▶ WORK ITEM
All of the entries below should be copied exactly as they appear.

▶ PROVIDED RECORDS
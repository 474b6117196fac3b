//! Migration: Create Products
//! Version: 20230331075000
//! Description: Products table, reshaped by change_table_products

use crate::migration::{Migration, SchemaManager};

pub struct CreateProducts;

impl Migration for CreateProducts {
    fn name(&self) -> &str {
        "create_products"
    }

    fn version(&self) -> i64 {
        20230331075000
    }

    fn change(&self, manager: &mut SchemaManager) {
        manager.create_table("products", |t| {
            t.string("name");
            t.text("description");
            t.string("upcode");
            t.timestamps();
        });
    }
}
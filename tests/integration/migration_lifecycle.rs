//! Integration tests for the migration lifecycle
//!
//! Runs the application migrations against a store, checks the state
//! table, rollbacks, schema dumps and snapshot round trips.

use shelfwise::migration::{
    query_applied_migrations, startup_migrations, Migration, MigrationError, MigrationRegistry,
    Migrator, SchemaManager, DEFAULT_STATE_TABLE,
};
use shelfwise::models::Book;
use shelfwise::schema::SchemaFormat;
use shelfwise::{ActiveModelTrait, MemoryStore, ShelfExecutor};

fn migrator() -> Migrator {
    Migrator::new(shelfwise::migrations::registry().unwrap())
}

#[test]
fn test_up_records_every_version_once() {
    let store = MemoryStore::new();
    assert_eq!(migrator().up(&store, None).unwrap(), 9);
    assert_eq!(migrator().up(&store, None).unwrap(), 0);

    let applied = query_applied_migrations(&store, DEFAULT_STATE_TABLE).unwrap();
    let versions: Vec<i64> = applied.iter().map(|r| r.version).collect();
    assert_eq!(versions, migrator().registry().versions());
    assert!(applied.iter().all(|r| r.checksum.len() == 64));
}

#[test]
fn test_stepwise_up_matches_full_up() {
    let stepwise = MemoryStore::new();
    while migrator().up(&stepwise, Some(1)).unwrap() > 0 {}

    let full = MemoryStore::new();
    migrator().up(&full, None).unwrap();

    assert_eq!(stepwise.schema().unwrap(), full.schema().unwrap());
}

#[test]
fn test_dump_is_idempotent() {
    let store = MemoryStore::new();
    let migrator = migrator();
    migrator.up(&store, None).unwrap();

    for format in [SchemaFormat::Sql, SchemaFormat::Json] {
        let first = migrator.dump_schema(&store, format).unwrap();
        let second = migrator.dump_schema(&store, format).unwrap();
        assert_eq!(first, second);
    }

    let sql = migrator.dump_schema(&store, SchemaFormat::Sql).unwrap();
    assert!(sql.contains("cars_people"));
    assert!(sql.contains("unique_emails"));
    assert!(!sql.contains(DEFAULT_STATE_TABLE));
}

#[test]
fn test_snapshot_round_trip_keeps_state() {
    let dir = tempfile::tempdir().unwrap();
    let path = dir.path().join("shelfwise.json");

    let store = MemoryStore::new();
    startup_migrations(&store, shelfwise::migrations::registry().unwrap()).unwrap();
    Book::new("Middlemarch").save_strict(&store).unwrap();
    store.save(&path).unwrap();

    let reopened = MemoryStore::open(&path).unwrap();
    assert_eq!(reopened.database().unwrap(), store.database().unwrap());
    assert!(migrator().status(&reopened).unwrap().is_up_to_date());

    // Uniqueness still sees the stored book
    assert!(!Book::new("Middlemarch").save(&reopened).unwrap());
}

#[test]
fn test_rollback_recreates_dropped_tables_empty() {
    let store = MemoryStore::new();
    let migrator = migrator();
    migrator.up(&store, None).unwrap();
    Book::new("Middlemarch").save_strict(&store).unwrap();

    // addresses, users, books
    assert_eq!(migrator.down(&store, Some(3)).unwrap(), 3);
    assert!(!store.schema().unwrap().has_table("books"));

    migrator.up(&store, None).unwrap();
    assert!(Book::all(&store).unwrap().is_empty());
}

struct AddIsbnIndex;

impl Migration for AddIsbnIndex {
    fn name(&self) -> &str {
        "add_isbn_index"
    }

    fn version(&self) -> i64 {
        20230501000000
    }

    fn change(&self, manager: &mut SchemaManager) {
        manager.add_index("books", &["isbn"]).unique();
    }
}

#[test]
fn test_failed_migration_leaves_store_untouched() {
    let store = MemoryStore::new();
    migrator().up(&store, None).unwrap();
    for name in ["Emma", "Dune"] {
        let mut book = Book::new(name);
        book.isbn = Some("0000".to_string());
        book.save_strict(&store).unwrap();
    }
    let before = store.database().unwrap();

    let mut registry = shelfwise::migrations::registry().unwrap();
    registry.register(Box::new(AddIsbnIndex)).unwrap();
    let err = Migrator::new(registry).up(&store, None).unwrap_err();
    assert!(matches!(err, MigrationError::ExecutionFailed { version: 20230501000000, .. }));
    assert_eq!(store.database().unwrap(), before);
}

#[test]
fn test_duplicate_version_is_rejected() {
    let err = MigrationRegistry::new()
        .with(AddIsbnIndex)
        .unwrap()
        .with(AddIsbnIndex)
        .unwrap_err();
    assert!(matches!(err, MigrationError::AlreadyRegistered { version: 20230501000000, .. }));
}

▶ ANSWER SPACE
repository 474b6117196fac3b
//! Migration: Create Products
//! Version: 20230331075000
//! Description: Products table, reshaped by change_table_products

use crate::migration::{Migration, SchemaManager};

pub struct CreateProducts;

impl Migration for CreateProducts {
    fn name(&self) -> &str {
        "create_products"
    }

    fn version(&self) -> i64 {
        20230331075000
    }

    fn change(&self, manager: &mut SchemaManager) {
        manager.create_table("products", |t| {
            t.string("name");
            t.text("description");
            t.string("upcode");
            t.timestamps();
        });
    }
}
filename tests/integration/migration_lifecycle.rs
//! Integration tests for the migration lifecycle
//!
//! Runs the application migrations against a store, checks the state
//! table, rollbacks, schema dumps and snapshot round trips.

use shelfwise::migration::{
    query_applied_migrations, startup_migrations, Migration, MigrationError, MigrationRegistry,
    Migrator, SchemaManager, DEFAULT_STATE_TABLE,
};
use shelfwise::models::Book;
use shelfwise::schema::SchemaFormat;
use shelfwise::{ActiveModelTrait, MemoryStore, ShelfExecutor};

fn migrator() -> Migrator {
    Migrator::new(shelfwise::migrations::registry().unwrap())
}

#[test]
fn test_up_records_every_version_once() {
    let store = MemoryStore::new();
    assert_eq!(migrator().up(&store, None).unwrap(), 9);
    assert_eq!(migrator().up(&store, None).unwrap(), 0);

    let applied = query_applied_migrations(&store, DEFAULT_STATE_TABLE).unwrap();
    let versions: Vec<i64> = applied.iter().map(|r| r.version).collect();
    assert_eq!(versions, migrator().registry().versions());
    assert!(applied.iter().all(|r| r.checksum.len() == 64));
}

#[test]
fn test_stepwise_up_matches_full_up() {
    let stepwise = MemoryStore::new();
    while migrator().up(&stepwise, Some(1)).unwrap() > 0 {}

    let full = MemoryStore::new();
    migrator().up(&full, None).unwrap();

    assert_eq!(stepwise.schema().unwrap(), full.schema().unwrap());
}

#[test]
fn test_dump_is_idempotent() {
    let store = MemoryStore::new();
    let migrator = migrator();
    migrator.up(&store, None).unwrap();

    for format in [SchemaFormat::Sql, SchemaFormat::Json] {
        let first = migrator.dump_schema(&store, format).unwrap();
        let second = migrator.dump_schema(&store, format).unwrap();
        assert_eq!(first, second);
    }

    let sql = migrator.dump_schema(&store, SchemaFormat::Sql).unwrap();
    assert!(sql.contains("cars_people"));
    assert!(sql.contains("unique_emails"));
    assert!(!sql.contains(DEFAULT_STATE_TABLE));
}

#[test]
fn test_snapshot_round_trip_keeps_state() {
    let dir = tempfile::tempdir().unwrap();
    let path = dir.path().join("shelfwise.json");

    let store = MemoryStore::new();
    startup_migrations(&store, shelfwise::migrations::registry().unwrap()).unwrap();
    Book::new("Middlemarch").save_strict(&store).unwrap();
    store.save(&path).unwrap();

    let reopened = MemoryStore::open(&path).unwrap();
    assert_eq!(reopened.database().unwrap(), store.database().unwrap());
    assert!(migrator().status(&reopened).unwrap().is_up_to_date());

    // Uniqueness still sees the stored book
    assert!(!Book::new("Middlemarch").save(&reopened).unwrap());
}

#[test]
fn test_rollback_recreates_dropped_tables_empty() {
    let store = MemoryStore::new();
    let migrator = migrator();
    migrator.up(&store, None).unwrap();
    Book::new("Middlemarch").save_strict(&store).unwrap();

    // addresses, users, books
    assert_eq!(migrator.down(&store, Some(3)).unwrap(), 3);
    assert!(!store.schema().unwrap().has_table("books"));

    migrator.up(&store, None).unwrap();
    assert!(Book::all(&store).unwrap().is_empty());
}

struct AddIsbnIndex;

impl Migration for AddIsbnIndex {
    fn name(&self) -> &str {
        "add_isbn_index"
    }

    fn version(&self) -> i64 {
        20230501000000
    }

    fn change(&self, manager: &mut SchemaManager) {
        manager.add_index("books", &["isbn"]).unique();
    }
}

#[test]
fn test_failed_migration_leaves_store_untouched() {
    let store = MemoryStore::new();
    migrator().up(&store, None).unwrap();
    for name in ["Emma", "Dune"] {
        let mut book = Book::new(name);
        book.isbn = Some("0000".to_string());
        book.save_strict(&store).unwrap();
    }
    let before = store.database().unwrap();

    let mut registry = shelfwise::migrations::registry().unwrap();
    registry.register(Box::new(AddIsbnIndex)).unwrap();
    let err = Migrator::new(registry).up(&store, None).unwrap_err();
    assert!(matches!(err, MigrationError::ExecutionFailed { version: 20230501000000, .. }));
    assert_eq!(store.database().unwrap(), before);
}

#[test]
fn test_duplicate_version_is_rejected() {
    let err = MigrationRegistry::new()
        .with(AddIsbnIndex)
        .unwrap()
        .with(AddIsbnIndex)
        .unwrap_err();
    assert!(matches!(err, MigrationError::AlreadyRegistered { version: 20230501000000, .. }));
}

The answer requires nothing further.